The natural impulse--confronted with such projected surpluses in the short- and medium-run--is to use them: either for tax cuts, or for new federal spending programs, or to pay down the national debt to leave the federal government a decade from now in a better financial position.
But the fiscal position for the next ten years is rosy only under three assumptions:
Are Current Economic Forecasts Reasonable?
The CBO forecasts a slow upward increase in the U.S. unemployment rate of 0.2 percentage points per year in each of the next six years to get the unemployment rate up from its current level of 4.3% to CBO's current 5.5% estimate of the long-run steady-inflation sustainable level of unemployment. CBO projects a steady unemployment rate thereafter.
Given the behavior of the economy in the 1980s and 1990s, a steady-inflation sustainable level of unemployment of 5.5% seems reasonable. Of course, reality will be different from the forecast: the next decade is at least as likely to see a steady-inflation sustainable level of unemployment averaging 4.5% (or below) or 6.5% (or above) than one in the range of 4.5% to 6.5%.
CBO forecasts a rate of growth of potential GDP--the level of production associated with unemployment at its steady-inflation rate--averaging 2.7% per year. Projected growth in real inflation-adjusted GDP over the next six years is 2.3% per year--slower than projected growth in the economy's productive potential because of the rising unemployment rate. Projected growth in real inflation-adjusted GDP over the rest of the ten-year period is equal to the projected rate of growth of potential output: 2.7% per year.

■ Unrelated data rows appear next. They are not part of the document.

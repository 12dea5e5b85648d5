//! Service Control Manager-backed controller (Windows).

use async_trait::async_trait;
use tracing::info;

use nebula_core::{Error, Result};

use crate::config::AgentConfig;

use super::{ServiceController, ensure_shared_folder, run_checked};

pub struct ScmController {
    config: AgentConfig,
    agent_name: String,
}

impl ScmController {
    pub fn new(config: &AgentConfig, agent_name: &str) -> Self {
        Self {
            config: config.clone(),
            agent_name: agent_name.to_string(),
        }
    }

    fn service_name(&self) -> &str {
        self.config.service_name()
    }
}

#[async_trait]
impl ServiceController for ScmController {
    async fn install(&self) -> Result<()> {
        ensure_shared_folder(&self.config)?;

        let exe = std::env::current_exe().map_err(|e| Error::Service {
            message: format!("cannot resolve agent binary path: {}", e),
        })?;
        let bin_path = format!("\"{}\" {}", exe.display(), self.agent_name);

        // `sc query` succeeding means the service already exists.
        if run_checked("sc.exe", &["query", self.service_name()]).await.is_ok() {
            info!(service = self.service_name(), "Service already installed");
            return Ok(());
        }

        run_checked(
            "sc.exe",
            &[
                "create",
                self.service_name(),
                &format!("binPath={}", bin_path),
                "start=auto",
                &format!("DisplayName={}", self.config.service_display_name()),
            ],
        )
        .await?;
        run_checked(
            "sc.exe",
            &["failure", self.service_name(), "reset=86400", "actions=restart/5000"],
        )
        .await?;
        info!(service = self.service_name(), "Service installed");
        Ok(())
    }

    async fn uninstall(&self) -> Result<()> {
        let _ = run_checked("sc.exe", &["stop", self.service_name()]).await;
        run_checked("sc.exe", &["delete", self.service_name()]).await
    }

    async fn start(&self) -> Result<()> {
        run_checked("sc.exe", &["start", self.service_name()]).await
    }

    async fn stop(&self) -> Result<()> {
        run_checked("sc.exe", &["stop", self.service_name()]).await
    }

    async fn restart(&self) -> Result<()> {
        let _ = self.stop().await;
        self.start().await
    }
}
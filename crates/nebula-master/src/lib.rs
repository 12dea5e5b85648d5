//! nebula-master: the NebulaLink master server.
//!
//! Owns the hub of agent control sessions, the peer-rendezvous and relay
//! coordinators, the status router, and the REST/WS/SSE surface.

pub mod api;
pub mod cli;
pub mod handlers;
pub mod hub;
pub mod sse;
pub mod status;
pub mod transfer;

pub use cli::Cli;
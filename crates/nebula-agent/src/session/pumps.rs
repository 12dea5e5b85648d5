//! Session worker loops.

use std::sync::Arc;

use bytes::Bytes;
use futures_util::stream::{SplitSink, SplitStream};
use futures_util::{SinkExt, StreamExt};
use tokio::net::TcpStream;
use tokio::sync::mpsc;
use tokio::time::timeout;
use tokio_tungstenite::tungstenite::Message;
use tokio_tungstenite::{MaybeTlsStream, WebSocketStream};
use tracing::{debug, error, info, warn};

use nebula_core::constants::{PONG_WAIT, WRITE_WAIT};
use nebula_core::protocol::{Frame, Outbound};

use super::{Inbound, Session};

type WsStream = WebSocketStream<MaybeTlsStream<TcpStream>>;

/// Spawn the reader, writer and processor workers for a fresh socket.
pub(super) fn start(
    session: Arc<Session>,
    socket: WsStream,
    inbound_tx: mpsc::Sender<Inbound>,
    inbound_rx: mpsc::Receiver<Inbound>,
    outbound_rx: mpsc::Receiver<Outbound>,
) {
    let (sink, stream) = socket.split();
    tokio::spawn(reader(Arc::clone(&session), stream, inbound_tx));
    tokio::spawn(writer(Arc::clone(&session), sink, outbound_rx));
    tokio::spawn(processor(session, inbound_rx));
}

/// Socket → inbound queue. Enforces the ping deadline: any 60s window
/// without traffic tears the session down.
async fn reader(
    session: Arc<Session>,
    mut stream: SplitStream<WsStream>,
    inbound_tx: mpsc::Sender<Inbound>,
) {
    let cancel = session.cancel_token();
    loop {
        let next = tokio::select! {
            _ = cancel.cancelled() => break,
            next = timeout(PONG_WAIT, stream.next()) => next,
        };

        let msg = match next {
            Err(_) => {
                warn!("No ping from master within deadline, closing session");
                session.close();
                break;
            }
            Ok(None) => {
                info!("Master closed the connection");
                session.close();
                break;
            }
            Ok(Some(Err(e))) => {
                error!(error = %e, "WebSocket read error");
                session.close();
                break;
            }
            Ok(Some(Ok(msg))) => msg,
        };

        match msg {
            Message::Text(raw) => match Frame::decode(&raw) {
                Ok(frame) => {
                    if inbound_tx.try_send(Inbound::Frame(frame)).is_err() {
                        warn!("Inbound queue full, dropping text frame");
                    }
                }
                Err(e) => warn!(error = %e, "Dropping undecodable text frame"),
            },
            Message::Binary(chunk) => {
                if inbound_tx
                    .try_send(Inbound::Binary(Bytes::from(chunk)))
                    .is_err()
                {
                    warn!("Inbound queue full, dropping binary chunk");
                }
            }
            Message::Ping(payload) => {
                // Echo the payload back, per the health contract.
                let _ = session.send(Outbound::Pong(Bytes::from(payload)));
            }
            Message::Pong(_) => {}
            Message::Close(_) => {
                info!("Received close frame from master");
                session.close();
                break;
            }
            Message::Frame(_) => {}
        }
    }
    debug!("Read pump stopped");
}

/// Send queue → socket. A write failure tears the session down; on
/// cancellation a close frame goes out best-effort.
async fn writer(
    session: Arc<Session>,
    mut sink: SplitSink<WsStream, Message>,
    mut outbound_rx: mpsc::Receiver<Outbound>,
) {
    let cancel = session.cancel_token();
    loop {
        let out = tokio::select! {
            _ = cancel.cancelled() => {
                let _ = timeout(WRITE_WAIT, sink.send(Message::Close(None))).await;
                break;
            }
            out = outbound_rx.recv() => match out {
                Some(out) => out,
                None => break,
            },
        };

        let msg = match out {
            Outbound::Frame(frame) => match frame.encode() {
                Ok(raw) => Message::Text(raw),
                Err(e) => {
                    error!(error = %e, "Failed to encode frame");
                    continue;
                }
            },
            Outbound::Binary(chunk) => Message::Binary(chunk.to_vec()),
            Outbound::Pong(payload) => Message::Pong(payload.to_vec()),
            Outbound::Ping(payload) => Message::Ping(payload.to_vec()),
        };

        match timeout(WRITE_WAIT, sink.send(msg)).await {
            Ok(Ok(())) => {}
            Ok(Err(e)) => {
                error!(error = %e, "WebSocket write error");
                session.close();
                break;
            }
            Err(_) => {
                error!("WebSocket write timed out");
                session.close();
                break;
            }
        }
    }
    debug!("Write pump stopped");
}

/// Inbound queue → typed handlers, plus the binary chunk sink.
async fn processor(session: Arc<Session>, mut inbound_rx: mpsc::Receiver<Inbound>) {
    let cancel = session.cancel_token();
    loop {
        let inbound = tokio::select! {
            _ = cancel.cancelled() => break,
            inbound = inbound_rx.recv() => match inbound {
                Some(inbound) => inbound,
                None => break,
            },
        };

        match inbound {
            Inbound::Frame(frame) => session.dispatch(frame),
            Inbound::Binary(chunk) => {
                session.take_chunk_sink_if_closed();
                match session.chunk_sink() {
                    Some(sink) => {
                        // Awaiting here applies backpressure to the inbound
                        // queue rather than reordering or dropping chunks.
                        if sink.send(chunk).await.is_err() {
                            warn!("Chunk sink closed mid-transfer, dropping chunk");
                            session.clear_chunk_sink();
                        }
                    }
                    None => {
                        warn!(size = chunk.len(), "Binary chunk with no receiver, dropping");
                    }
                }
            }
        }
    }
    debug!("Processor pump stopped");
}
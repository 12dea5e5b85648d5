//! Connection supervisor: dial, run, tear down, redial.

use std::sync::Arc;

use tokio_util::sync::CancellationToken;
use tracing::{error, info};

use nebula_core::AgentIdentity;
use nebula_core::constants::RECONNECT_BACKOFF;

use crate::config::AgentConfig;
use crate::endpoint::EndpointProvider;
use crate::handlers::{self, HandlerDeps};
use crate::metrics::MetricsSampler;
use crate::service::ServiceController;
use crate::session::Session;
use crate::transfer::TransferManager;
use crate::worker::AgentWorker;

/// Long-lived collaborators shared across reconnects.
pub struct Supervisor {
    config: Arc<AgentConfig>,
    identity: AgentIdentity,
    sampler: Arc<dyn MetricsSampler>,
    endpoint: Arc<dyn EndpointProvider>,
    controller: Arc<dyn ServiceController>,
}

impl Supervisor {
    pub fn new(
        config: Arc<AgentConfig>,
        identity: AgentIdentity,
        sampler: Arc<dyn MetricsSampler>,
        endpoint: Arc<dyn EndpointProvider>,
        controller: Arc<dyn ServiceController>,
    ) -> Self {
        Self {
            config,
            identity,
            sampler,
            endpoint,
            controller,
        }
    }

    /// Reconnect loop: runs until `shutdown` is cancelled.
    ///
    /// Each cycle opens a session, wires handlers and the heartbeat, then
    /// waits for disconnect. Transfer state never survives a session: it
    /// is torn down before the backoff sleep.
    pub async fn run(&self, shutdown: CancellationToken) {
        loop {
            if shutdown.is_cancelled() {
                return;
            }

            let session =
                match Session::connect(&self.config, self.identity.clone(), &shutdown).await {
                    Ok(session) => session,
                    Err(e) => {
                        error!(error = %e, "Failed to connect to master");
                        if sleep_or_shutdown(&shutdown).await {
                            return;
                        }
                        continue;
                    }
                };

            let worker = Arc::new(AgentWorker::new(
                Arc::clone(&session),
                Arc::clone(&self.config),
                Arc::clone(&self.sampler),
                Arc::clone(&self.endpoint),
            ));
            let transfer = TransferManager::new(Arc::clone(&session), Arc::clone(&self.config));

            handlers::register_all(
                &session,
                HandlerDeps {
                    transfer: Arc::clone(&transfer),
                    worker: Arc::clone(&worker),
                    controller: Arc::clone(&self.controller),
                },
            );

            // The heartbeat interval fires immediately, then on the timer.
            let heartbeat_worker = Arc::clone(&worker);
            tokio::spawn(async move { heartbeat_worker.run_heartbeat().await });

            // Initial shared-folder snapshot, slightly delayed so the
            // master has registered the connection.
            let snapshot_worker = Arc::clone(&worker);
            let snapshot_cancel = session.cancel_token();
            tokio::spawn(async move {
                tokio::time::sleep(std::time::Duration::from_secs(1)).await;
                if !snapshot_cancel.is_cancelled() {
                    if let Err(e) = snapshot_worker.send_directory_snapshot().await {
                        error!(error = %e, "Initial directory snapshot failed");
                    }
                }
            });

            tokio::select! {
                _ = session.disconnected() => {
                    info!("Session lost, cleaning up");
                }
                _ = shutdown.cancelled() => {
                    info!("Shutdown requested, closing session");
                    worker.send_conn_break();
                    // Give the writer a moment to flush the notice.
                    tokio::time::sleep(std::time::Duration::from_millis(100)).await;
                    transfer.teardown().await;
                    session.close();
                    return;
                }
            }

            transfer.teardown().await;
            session.close();

            if sleep_or_shutdown(&shutdown).await {
                return;
            }
        }
    }
}

/// Sleep the fixed backoff; returns true when shutdown arrived instead.
async fn sleep_or_shutdown(shutdown: &CancellationToken) -> bool {
    tokio::select! {
        _ = shutdown.cancelled() => true,
        _ = tokio::time::sleep(RECONNECT_BACKOFF) => false,
    }
}
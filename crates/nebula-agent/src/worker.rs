//! Periodic agent work: heartbeats, conn-break notice, snapshots.

use std::sync::Arc;
use std::time::SystemTime;

use tracing::{debug, error, info};

use nebula_core::Result;
use nebula_core::protocol::{ConnBreak, Frame, MetricsReport};

use crate::config::AgentConfig;
use crate::endpoint::EndpointProvider;
use crate::metrics::MetricsSampler;
use crate::session::Session;
use crate::snapshot::scan_shared_folder;

/// Builds and sends the recurring agent frames over a session.
pub struct AgentWorker {
    session: Arc<Session>,
    config: Arc<AgentConfig>,
    sampler: Arc<dyn MetricsSampler>,
    endpoint: Arc<dyn EndpointProvider>,
}

impl AgentWorker {
    pub fn new(
        session: Arc<Session>,
        config: Arc<AgentConfig>,
        sampler: Arc<dyn MetricsSampler>,
        endpoint: Arc<dyn EndpointProvider>,
    ) -> Self {
        Self {
            session,
            config,
            sampler,
            endpoint,
        }
    }

    /// Assemble a metrics frame from a fresh sample.
    pub fn metrics_frame(&self) -> Frame {
        let identity = self.session.identity();
        Frame::AgentMetrics(MetricsReport {
            agent_id: identity.id.clone(),
            agent_name: identity.name.clone(),
            host_metrics: self.sampler.sample(),
            public_endpoint: self.endpoint.public_endpoint(),
            timestamp: unix_now(),
        })
    }

    /// Send one heartbeat.
    pub fn send_heartbeat(&self) -> Result<()> {
        self.session.send(self.metrics_frame())
    }

    /// Best-effort notice that this agent is about to disconnect.
    pub fn send_conn_break(&self) {
        let frame = Frame::AgentConnBreak(ConnBreak {
            agent_id: self.session.agent_id().to_string(),
            timestamp: unix_now(),
        });
        if let Err(e) = self.session.send(frame) {
            debug!(error = %e, "Conn-break notice not sent");
        }
    }

    /// Scan the shared folder and send a directory snapshot.
    pub async fn send_directory_snapshot(&self) -> Result<()> {
        let agent_id = self.session.agent_id().to_string();
        let shared = self.config.shared_folder().clone();
        let snapshot =
            tokio::task::spawn_blocking(move || scan_shared_folder(&agent_id, &shared))
                .await
                .map_err(|e| nebula_core::Error::Session {
                    message: format!("snapshot task panicked: {}", e),
                })??;
        let total = snapshot.directory.total_files;
        self.session.send(Frame::AgentDirectorySnapshot(snapshot))?;
        info!(files = total, "Directory snapshot sent");
        Ok(())
    }

    /// Heartbeat loop; exits when the session dies.
    pub async fn run_heartbeat(&self) {
        let cancel = self.session.cancel_token();
        let mut ticker = tokio::time::interval(self.config.heartbeat_timer());
        ticker.set_missed_tick_behavior(tokio::time::MissedTickBehavior::Skip);
        loop {
            tokio::select! {
                _ = cancel.cancelled() => {
                    info!("Stopping heartbeat: session closed");
                    return;
                }
                _ = ticker.tick() => {
                    if let Err(e) = self.send_heartbeat() {
                        error!(error = %e, "Failed to send heartbeat");
                    }
                }
            }
        }
    }
}

fn unix_now() -> i64 {
    SystemTime::now()
        .duration_since(SystemTime::UNIX_EPOCH)
        .map(|d| d.as_secs() as i64)
        .unwrap_or(0)
}

#[cfg(test)]
mod tests {
    use std::path::PathBuf;

    use nebula_core::AgentIdentity;
    use nebula_core::protocol::{HostMetrics, Outbound};
    use nebula_test_utils::FixedSampler;

    use crate::endpoint::EnvEndpointProvider;

    use super::*;

    impl MetricsSampler for FixedSampler {
        fn sample(&self) -> HostMetrics {
            self.sample_fixed()
        }
    }

    fn worker_with_session() -> (AgentWorker, tokio::sync::mpsc::Receiver<Outbound>) {
        let (session, outbound_rx, _tx) =
            Session::detached(AgentIdentity::from_parts("agent-1", "one", "Linux"));
        let config = Arc::new(AgentConfig::for_tests("http://m", PathBuf::from("/tmp/s")));
        let worker = AgentWorker::new(
            session,
            config,
            Arc::new(FixedSampler::default()),
            Arc::new(EnvEndpointProvider::fixed("203.0.113.5:41000")),
        );
        (worker, outbound_rx)
    }

    #[tokio::test]
    async fn heartbeat_carries_identity_and_endpoint() {
        let (worker, mut outbound_rx) = worker_with_session();
        worker.send_heartbeat().unwrap();

        match outbound_rx.recv().await.unwrap() {
            Outbound::Frame(Frame::AgentMetrics(report)) => {
                assert_eq!(report.agent_id, "agent-1");
                assert_eq!(report.agent_name, "one");
                assert_eq!(report.public_endpoint.as_deref(), Some("203.0.113.5:41000"));
                assert!(report.timestamp > 0);
            }
            other => panic!("unexpected outbound: {:?}", other),
        }
    }

    #[tokio::test]
    async fn conn_break_carries_agent_id() {
        let (worker, mut outbound_rx) = worker_with_session();
        worker.send_conn_break();
        match outbound_rx.recv().await.unwrap() {
            Outbound::Frame(Frame::AgentConnBreak(notice)) => {
                assert_eq!(notice.agent_id, "agent-1");
            }
            other => panic!("unexpected outbound: {:?}", other),
        }
    }
}
//! HTTP handlers.

use std::convert::Infallible;
use std::time::{Duration, SystemTime};

use axum::extract::ws::WebSocketUpgrade;
use axum::extract::{Path, Query, State};
use axum::http::StatusCode;
use axum::response::sse::{Event, KeepAlive, Sse};
use axum::response::{IntoResponse, Response};
use axum::Json;
use futures_util::StreamExt;
use serde::{Deserialize, Serialize};
use tokio::sync::oneshot;
use tokio_stream::wrappers::BroadcastStream;
use tracing::info;

use nebula_core::Error;
use nebula_core::constants::MAX_BINARY_FRAME;
use nebula_core::protocol::Frame;

use crate::hub::AgentSummary;

use super::AppState;

/// Wait for an on-demand metrics answer this long.
const METRICS_WAIT: Duration = Duration::from_secs(30);

#[derive(Debug, Serialize)]
struct AgentInfo {
    agent_id: String,
    agent_name: String,
    agent_os: String,
    agent_last_seen: i64,
    online: bool,
}

impl From<AgentSummary> for AgentInfo {
    fn from(summary: AgentSummary) -> Self {
        let last_seen = summary
            .last_seen
            .duration_since(SystemTime::UNIX_EPOCH)
            .map(|d| d.as_secs() as i64)
            .unwrap_or(0);
        Self {
            agent_id: summary.id,
            agent_name: summary.name,
            agent_os: summary.os,
            agent_last_seen: last_seen,
            online: summary.online,
        }
    }
}

fn error_response(err: Error) -> Response {
    let status = match &err {
        Error::AgentOffline(_) => StatusCode::NOT_FOUND,
        Error::Transfer { .. } => StatusCode::CONFLICT,
        Error::Timeout => StatusCode::GATEWAY_TIMEOUT,
        Error::Channel { .. } => StatusCode::SERVICE_UNAVAILABLE,
        _ => StatusCode::INTERNAL_SERVER_ERROR,
    };
    (status, Json(serde_json::json!({ "error": err.to_string() }))).into_response()
}

pub async fn health(State(state): State<AppState>) -> Json<serde_json::Value> {
    Json(serde_json::json!({
        "sys_status": "ok",
        "uptime": state.started.elapsed().as_secs(),
    }))
}

pub async fn list_agents(State(state): State<AppState>) -> Json<serde_json::Value> {
    let mut agents: Vec<AgentInfo> = state.hub.agents().into_iter().map(Into::into).collect();
    agents.sort_by(|a, b| a.agent_id.cmp(&b.agent_id));
    Json(serde_json::json!({ "type": "agent_list", "payload": agents }))
}

pub async fn get_agent(State(state): State<AppState>, Path(id): Path<String>) -> Response {
    match state.hub.connection(&id) {
        Some(conn) => {
            let info = AgentInfo::from(AgentSummary {
                id: conn.id.clone(),
                name: conn.name(),
                os: conn.os(),
                last_seen: conn.last_seen(),
                online: conn.is_connected(),
            });
            Json(serde_json::json!({ "type": "agent_info", "payload": info })).into_response()
        }
        None => error_response(Error::AgentOffline(id)),
    }
}

pub async fn agent_metrics(State(state): State<AppState>, Path(id): Path<String>) -> Response {
    let (tx, rx) = oneshot::channel();
    state
        .pending
        .lock()
        .expect("pending metrics poisoned")
        .insert(id.clone(), tx);

    if let Err(e) = state
        .hub
        .send_to(&id, Frame::MasterMetricsRequest.into())
    {
        state
            .pending
            .lock()
            .expect("pending metrics poisoned")
            .remove(&id);
        return error_response(e);
    }

    match tokio::time::timeout(METRICS_WAIT, rx).await {
        Ok(Ok(report)) => {
            Json(serde_json::json!({ "type": "metrics_request", "payload": report }))
                .into_response()
        }
        _ => {
            state
                .pending
                .lock()
                .expect("pending metrics poisoned")
                .remove(&id);
            error_response(Error::Timeout)
        }
    }
}

pub async fn restart_agent(State(state): State<AppState>, Path(id): Path<String>) -> Response {
    match state.hub.send_to(&id, Frame::MasterRestartRequest.into()) {
        Ok(()) => Json(serde_json::json!({
            "success": true,
            "message": "Agent restart initiated",
        }))
        .into_response(),
        Err(e) => error_response(e),
    }
}

pub async fn uninstall_agent(State(state): State<AppState>, Path(id): Path<String>) -> Response {
    match state
        .hub
        .send_to(&id, Frame::MasterUninstallInitiated.into())
    {
        Ok(()) => Json(serde_json::json!({
            "success": true,
            "message": "Agent uninstallation initiated",
        }))
        .into_response(),
        Err(e) => error_response(e),
    }
}

#[derive(Debug, Deserialize)]
pub struct TransferRequestBody {
    pub path: String,
}

/// `POST /api/v1/agents/:id/filesystem/:source` — `:id` asks for `path`
/// from `:source`. Accepted transfers proceed asynchronously.
pub async fn request_transfer(
    State(state): State<AppState>,
    Path((id, source)): Path<(String, String)>,
    Json(body): Json<TransferRequestBody>,
) -> Response {
    match state.transfer.request_transfer(&id, &source, &body.path) {
        Ok(connection_id) => (
            StatusCode::ACCEPTED,
            Json(serde_json::json!({
                "success": true,
                "connection_id": connection_id,
            })),
        )
            .into_response(),
        Err(e) => error_response(e),
    }
}

#[derive(Debug, Deserialize)]
pub struct WsParams {
    #[serde(default)]
    pub name: String,
    #[serde(default)]
    pub id: String,
    #[serde(default)]
    pub os: String,
}

pub async fn ws_upgrade(
    State(state): State<AppState>,
    Query(params): Query<WsParams>,
    ws: WebSocketUpgrade,
) -> Response {
    if params.id.is_empty() {
        return (
            StatusCode::BAD_REQUEST,
            Json(serde_json::json!({ "error": "id query parameter is required" })),
        )
            .into_response();
    }
    info!(id = %params.id, name = %params.name, os = %params.os, "WebSocket upgrade");
    let hub = state.hub.clone();
    ws.max_message_size(MAX_BINARY_FRAME + 64 * 1024)
        .on_upgrade(move |socket| hub.attach(params.name, params.id, params.os, socket))
}

pub async fn sse_stream(
    State(state): State<AppState>,
) -> Sse<impl futures_util::Stream<Item = std::result::Result<Event, Infallible>>> {
    let stream = BroadcastStream::new(state.hub.sse().subscribe()).filter_map(|event| async move {
        event
            .ok()
            .map(|data| Ok::<_, Infallible>(Event::default().data(data)))
    });
    Sse::new(stream).keep_alive(KeepAlive::default())
}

CBO's forecast of potential output growth is significantly faster than the experience of the 1990s by 0.7% per year. This is a big number: over a decade growth faster by 0.7% per year raises the projected level of (nominal) GDP in 2009 by $1 trillion, raises projected federal tax receipts in 2009 by approximately $300 billion. Thus faster potential output growth than seen in the 1990s accounts for two-thirds of the year 2009 projected unified surplus and for one and a half times the projected-on budget surplus.
CBO's forecast of potential output growth is higher for two reasons: first, the estimating agencies have undertaken and are planning revisions to the ways in which they calculate price indices to better take account of improvements in quality and choice; second, CBO is forecasting higher capital accumulation and faster total factor productivity growth.
Each of these two accounts for about half of the change in projected growth vis-à-vis the 1990s.
CBO's assumptions about revised procedures for calculating price indices are reasonable. CBO's assumptions about faster productivity growth and capital accumulation seem less so. A higher rate of investment and of productivity growth over the next decade would be welcome. But where is the evidence that it is coming to pass?
Revising down the projected rate of labor productivity growth over the next decade by 0.4% per year reduces the year-2009 projected surplus by $190 billion (and reduces projected surpluses in intermediate years by proportional amounts).
Of course, actual economic growth outcomes over the next decade are likely to be either much better or much worse than CBO is now proposing--only we cannot now tell which.
Which Budget Concept Is Relevant? The "Unified" or the "On-Budget" Surplus?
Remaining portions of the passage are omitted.